曾布是徐行提议调回京中的,可曾布奉诏回京之时,徐行已远赴西北,后来徐行凯旋归京,曾布却留在京兆府负责西北粮草转运事宜。
再到徐行奉命追击,曾布卸任归京。
两人完美错过。
一个往西,一个往东;一个归京,一个离京。
所以曾布不认识徐行,并不奇怪。
但使团之中的其余人,都认识。
当徐行掀帘而入的那一刻,帐内至少有四个人同时变了脸色。
他们张了张嘴,想要说些什么,可看到徐行那副模样,那些话全都堵在了喉咙里。
徐行听到了曾布的质问。
他忽然笑了。
那笑容出现在他那张满是血污的脸上,显得格外突兀。
不是开怀的笑,不是愤怒的笑,而是一种——讥讽。
“本帅倒要问问汝是何人。
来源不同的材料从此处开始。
//! Page usage bitmap with committed and modified images
//!
//! The committed image matches what is physically stored; the modified image
//! is the desired state. On write-once media a set bit means free and a page
//! can only move from free to used, so the image programmed on flush is
//! `committed & !(committed ^ modified)`.

use crate::core::allocator::PageAllocator;
use crate::core::error::{Result, WireFsError};
use crate::core::page::PageId;
use std::ops::Range;

/// Bitmap over every page of one filesystem
#[derive(Debug, Clone)]
pub struct PageBitmap {
    /// Image matching the device
    committed: Vec<u8>,

    /// Desired image
    modified: Vec<u8>,

    /// Number of pages tracked
    total_pages: usize,

    /// Write-once polarity: 1 = free, 0 = used
    write_once: bool,

    /// Scan position (last returned page)
    cursor: usize,
}

impl PageBitmap {
    /// Bitmap with every page free
    pub fn new(total_pages: usize, write_once: bool) -> Self {
        let fill = if write_once { 0xFF } else { 0x00 };
        let image = vec![fill; Self::byte_len(total_pages)];
        Self::from_image(image, total_pages, write_once)
    }

    /// Bitmap loaded from a stored image
    pub fn from_image(mut image: Vec<u8>, total_pages: usize, write_once: bool) -> Self {
        image.resize(Self::byte_len(total_pages), if write_once { 0xFF } else { 0x00 });
        PageBitmap {
            modified: image.clone(),
            committed: image,
            total_pages,
            write_once,
            cursor: 0,
        }
    }

    /// Bytes needed to hold one bit per page
    pub fn byte_len(total_pages: usize) -> usize {
        (total_pages + 7) / 8
    }

    fn bit(image: &[u8], page: usize) -> bool {
        image[page / 8] & (1 << (page % 8)) != 0
    }

    fn set_bit(image: &mut [u8], page: usize, value: bool) {
        if value {
            image[page / 8] |= 1 << (page % 8);
        } else {
            image[page / 8] &= !(1 << (page % 8));
        }
    }

    fn used_in(&self, image: &[u8], page: usize) -> bool {
        Self::bit(image, page) != self.write_once
    }

    /// Page is used in the desired image
    pub fn is_used(&self, page: PageId) -> bool {
        page.index() < self.total_pages && self.used_in(&self.modified, page.index())
    }

    /// Page is used in the committed image
    pub fn is_committed_used(&self, page: PageId) -> bool {
        page.index() < self.total_pages && self.used_in(&self.committed, page.index())
    }

    pub fn total_pages(&self) -> usize {
        self.total_pages
    }

    pub fn is_write_once(&self) -> bool {
        self.write_once
    }

    /// Desired image differs from the committed one
    pub fn is_dirty(&self) -> bool {
        self.modified != self.committed
    }

    pub fn modified_image(&self) -> &[u8] {
        &self.modified
    }

    pub fn committed_image(&self) -> &[u8] {
        &self.committed
    }

    /// Image to physically store on flush
    pub fn program_image(&self) -> Vec<u8> {
        if self.write_once {
            self.committed
                .iter()
                .zip(&self.modified)
                .map(|(&c, &m)| c & !(c ^ m))
                .collect()
        } else {
            self.modified.clone()
        }
    }

    /// Record that `image` is now physically stored
    pub fn commit(&mut self, image: Vec<u8>) {
        self.modified = image.clone();
        self.committed = image;
    }

    /// Forget uncommitted changes
    pub fn discard_changes(&mut self) {
        self.modified = self.committed.clone();
    }

    /// First free page inside `range` without moving the scan cursor
    pub fn free_page_in(&self, range: Range<usize>) -> Option<PageId> {
        let end = range.end.min(self.total_pages);
        (range.start..end)
            .find(|&page| !self.used_in(&self.modified, page))
            .map(PageId::from_index)
    }

    fn scan_from(&mut self, start: usize) -> Option<PageId> {
        let found = self.free_page_in(start..self.total_pages)?;
        self.cursor = found.index();
        Some(found)
    }
}

impl PageAllocator for PageBitmap {
    fn mark_used(&mut self, page: PageId) -> Result<()> {
        if page.index() >= self.total_pages {
            return Err(WireFsError::PageOutOfRange {
                page: page.index(),
                total: self.total_pages,
            });
        }
        let value = !self.write_once;
        Self::set_bit(&mut self.modified, page.index(), value);
        Ok(())
    }

    fn free_page(&mut self, page: PageId) -> bool {
        let index = page.index();
        if index >= self.total_pages || !self.used_in(&self.modified, index) {
            return false;
        }
        if self.write_once && self.used_in(&self.committed, index) {
            // Programmed bits stay programmed.
            return false;
        }
        let value = self.write_once;
        Self::set_bit(&mut self.modified, index, value);
        true
    }

    fn first_free_page(&mut self) -> Option<PageId> {
        self.cursor = 0;
        self.scan_from(0)
    }

    fn next_free_page(&mut self) -> Option<PageId> {
        self.scan_from(self.cursor)
    }

    fn number_free_pages(&self) -> usize {
        (0..self.total_pages)
            .filter(|&page| !self.used_in(&self.modified, page))
            .count()
    }
}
”
徐行开口了,音不高,甚至可以说很轻,但每一个字都像刀锋划过磨刀石,带着一种让人汗毛倒竖的锋锐。
“竟敢擅闯本帅营帐,翻阅我军中情报。”
他渡步上前。
一步、两步、三步。
甲片碰撞的声音在安静的帐内格外清晰。
他来到了曾布近前。
曾布坐在主位上,徐行站在他面前,一坐一站,相隔不过一丈。
“来人。”徐行的声音不大。
“哗啦——”
帐帘被人从外面大力掀开,厚重的帐帘被人一把攥住,猛地拽向一侧,金属挂环发出刺耳的摩擦声。
杜卫那张狰狞可怖的面孔出现在门口,他整个人看上去像是从尸山血海里爬出来的恶鬼。
他身后,是黑压压的人影。
“有人擅闯帅营,窥探军情。”
“都给我抓起来。严加拷问。”
徐行顿了顿,咧嘴一笑,“看他们之中是否有辽军奸细。”
曾布喧宾夺主,端坐主位翻阅账目,徐行自然不会让他得逞,所以率先发难。
杜卫一听,腰刀出鞘的声音清脆刺耳。
他用刀尖点了点主位上的曾布,便见身后士卒涌入帐内,靴声橐橐,直奔主位上的曾布而去。